The Five Stages of Unloading a Kiln
Lo these many years that I have been working with clay, teaching it, learning about it, making all kinds of stuff, I still can't get over how many emotions come up when I am firing a kiln. It's not unlike the five stages of grief: denial, anger, bargaining, depression and acceptance.
First I imagine that this kiln load will be different from every other one: nothing will crack or craze, all the glaze will be smooth, colors will be harmonious. Then I crack the lid and try to peek in when it's really too hot to open which singes my eyebrows and makes me kind of irritated. I should know better but it's so hard to wait to open the kiln. Then I start thinking about the commissioned platter on the second shelf. Is it good to imagine it broken and already have accepted that disappointment before I lift off the top shelf? Or is it bad karma to imagine it perfect and gorgeous before I get a chance to check it out? In each firing there are several disappointments, often involving the one piece in the kiln which I do not want to re-do.

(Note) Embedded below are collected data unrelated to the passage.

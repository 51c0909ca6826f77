//! Parsing helpers for durations and client addresses.

use std::net::IpAddr;

use chrono::Duration;

/// Parse a duration string (e.g., "2h", "30m").
pub fn parse_duration(value: &str) -> anyhow::Result<Duration> {
    let (num_str, unit) = match value.char_indices().last() {
        Some((idx, unit)) if idx > 0 => (&value[..idx], unit),
        _ => {
            return Err(anyhow::anyhow!(
                "Invalid duration: {} (expected <number><unit>)",
                value
            ))
        }
    };

    let amount: i64 = num_str
        .parse()
        .map_err(|_| anyhow::anyhow!("Invalid duration number: {}", value))?;
    if amount <= 0 {
        return Err(anyhow::anyhow!("Duration must be positive: {}", value));
    }

    let duration = match unit {
        'd' => Duration::try_days(amount),
        'h' => Duration::try_hours(amount),
        'm' => Duration::try_minutes(amount),
        's' => Duration::try_seconds(amount),
        _ => {
            return Err(anyhow::anyhow!(
                "Invalid duration unit: {} (use d/h/m/s)",
                unit
            ))
        }
    };
    duration.ok_or_else(|| anyhow::anyhow!("Duration out of range: {}", value))
}

pub fn parse_ip(value: &str) -> anyhow::Result<IpAddr> {
    value
        .trim()
        .parse()
        .map_err(|_| anyhow::anyhow!("Invalid IP address: {}", value))
}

This leads to questioning as to why I continue to endlessly fool around with this medium that drives me nuts. It's unpredictable and labor-intensive and involves a lot of heavy lifting and ceramic pieces don't command the respect they deserve in the art world. Yet I still love the look and feel of colorful ceramic pieces. Over the years I have rolled out slabs to make big tile murals, I have created large-scale platters with a terrific teacher Jeanee Redmond and I have worked with coils, pinch pots, and raku firing. It is one medium I keep coming back to because it is so versatile and fascinating.

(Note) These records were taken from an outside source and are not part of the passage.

use std::fmt;
use std::path::Path;

use rand::rngs::OsRng;
use rsa::RsaPrivateKey;
use tracing::{debug, info};

use super::{KeyParams, KeySource, KeyType, Padding, PrivateKey, PrivateKeyCipher, PublicKey};
use crate::digest::HashAlgorithm;
use crate::error::{Result, SealError};

/// A public key and the private key it belongs to.
///
/// Construction checks that both halves share the same modulus and public
/// exponent, so every operation on a `KeyPair` can assume they match. The
/// pair also carries a default signing digest used by [`sign`](Self::sign)
/// and [`verify`](Self::verify), and the cipher that
/// [`export_to_files`](Self::export_to_files) locks the private half with.
pub struct KeyPair {
    public: PublicKey,
    private: PrivateKey,
    digest: HashAlgorithm,
    private_key_cipher: PrivateKeyCipher,
}

impl KeyPair {
    /// Compose a pair from already-parsed halves.
    ///
    /// # Errors
    ///
    /// Returns `SealError::KeyMismatch` if the halves do not belong together.
    pub fn new(public: PublicKey, private: PrivateKey) -> Result<Self> {
        if public.rsa() != &private.rsa().to_public_key() {
            return Err(SealError::KeyMismatch);
        }
        Ok(Self {
            public,
            private,
            digest: HashAlgorithm::default(),
            private_key_cipher: PrivateKeyCipher::default(),
        })
    }

    /// Generate a fresh pair.
    ///
    /// With a password the private key is exported encrypted and imported
    /// back, so a pair that was just generated behaves exactly like one
    /// loaded from the files [`export_to_files`](Self::export_to_files)
    /// writes.
    pub fn generate(password: Option<&str>, params: &KeyParams) -> Result<Self> {
        params.validate()?;
        info!(
            bits = params.bits,
            digest = %params.digest,
            cipher = %params.private_key_cipher,
            "generating key pair"
        );

        let mut private = match params.key_type {
            KeyType::Rsa => RsaPrivateKey::new(&mut OsRng, params.bits)
                .map(PrivateKey::from_rsa)
                .map_err(|e| SealError::KeyGeneration(e.to_string()))?,
        };

        if let Some(password) = password {
            let locked = private.export_with(Some(password), params.private_key_cipher)?;
            private = PrivateKey::import(&locked, Some(password))?;
        }

        let public = private.public_key()?;
        debug!(fingerprint = %public, "key pair generated");
        Ok(Self::new(public, private)?
            .with_digest(params.digest)
            .with_private_key_cipher(params.private_key_cipher))
    }

    /// Load both halves from PEM files.
    pub fn from_files(
        public: impl AsRef<Path>,
        private: impl AsRef<Path>,
        password: Option<&str>,
    ) -> Result<Self> {
        let public = PublicKey::import_from_file(public)?;
        let private = PrivateKey::import_from_file(private, password)?;
        Self::new(public, private)
    }

    /// Load each half from a file path or PEM text, whichever `value` is.
    ///
    /// See [`KeySource::detect`].
    pub fn from_sources(public: &str, private: &str, password: Option<&str>) -> Result<Self> {
        Self::from_key_sources(
            KeySource::detect(public),
            KeySource::detect(private),
            password,
        )
    }

    /// Load each half from an explicit source.
    pub fn from_key_sources(
        public: KeySource<'_>,
        private: KeySource<'_>,
        password: Option<&str>,
    ) -> Result<Self> {
        let public = match public {
            KeySource::File(path) => PublicKey::import_from_file(path)?,
            KeySource::Pem(pem) => PublicKey::import(pem)?,
        };
        let private = match private {
            KeySource::File(path) => PrivateKey::import_from_file(path, password)?,
            KeySource::Pem(pem) => PrivateKey::import(pem, password)?,
        };
        Self::new(public, private)
    }

    /// Replace the default signing digest.
    pub fn with_digest(mut self, digest: HashAlgorithm) -> Self {
        self.digest = digest;
        self
    }

    /// Replace the cipher used when exporting the private half.
    pub fn with_private_key_cipher(mut self, cipher: PrivateKeyCipher) -> Self {
        self.private_key_cipher = cipher;
        self
    }

    /// Write both halves as PEM files. The private file is owner-only and,
    /// with a password, locked with the pair's private-key cipher.
    pub fn export_to_files(
        &self,
        public: impl AsRef<Path>,
        private: impl AsRef<Path>,
        password: Option<&str>,
    ) -> Result<()> {
        self.public.export_to_file(public)?;
        self.private
            .export_to_file_with(private, password, self.private_key_cipher)
    }

    pub fn public_key(&self) -> &PublicKey {
        &self.public
    }

    pub fn private_key(&self) -> &PrivateKey {
        &self.private
    }

    /// Default signing digest.
    pub fn digest(&self) -> HashAlgorithm {
        self.digest
    }

    pub fn private_key_cipher(&self) -> PrivateKeyCipher {
        self.private_key_cipher
    }

    /// Fingerprint of the public half.
    pub fn fingerprint(&self) -> &str {
        self.public.fingerprint()
    }

    pub fn public_encrypt(&self, data: &[u8], padding: Padding) -> Result<Vec<u8>> {
        self.public.encrypt(data, padding)
    }

    pub fn public_decrypt(&self, data: &[u8], padding: Padding) -> Result<Vec<u8>> {
        self.public.decrypt(data, padding)
    }

    pub fn private_encrypt(&self, data: &[u8], padding: Padding) -> Result<Vec<u8>> {
        self.private.encrypt(data, padding)
    }

    pub fn private_decrypt(&self, data: &[u8], padding: Padding) -> Result<Vec<u8>> {
        self.private.decrypt(data, padding)
    }

    /// Base64 signature over `data` with the default digest.
    pub fn sign(&self, data: &[u8]) -> Result<String> {
        self.private.sign_text(data, self.digest)
    }

    /// Check a base64 signature made with the default digest.
    pub fn verify(&self, data: &[u8], signature: &str) -> Result<bool> {
        self.public.verify_text(data, signature, self.digest)
    }
}

impl fmt::Display for KeyPair {
    fn fmt(&self, f: &mut fmt::Formatter<'_>) -> fmt::Result {
        fmt::Display::fmt(&self.public, f)
    }
}

impl fmt::Debug for KeyPair {
    fn fmt(&self, f: &mut fmt::Formatter<'_>) -> fmt::Result {
        f.debug_struct("KeyPair")
            .field("public", &self.public)
            .field("private", &self.private)
            .field("digest", &self.digest)
            .field("private_key_cipher", &self.private_key_cipher)
            .finish()
    }
}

So I face the pile of the stuff from this firing that has small flaws and I'm doing triage: which ones can be repaired and re-fired? Maybe I can add a little underglaze to the spot where it came out a little thin if I can just remember which of the fourteen blue shades I am currently using will match this piece. Of course the colors and textures will change in the kiln, and sometimes the accidents will be happy ones. Then I start loading the kiln again while the shelves are still a bit too hot to handle. It's like gambling-I can't help it, I keep thinking there is such a thing as a perfect firing. So I set the timer and try not to feel like a complete idiot as my hopes return again.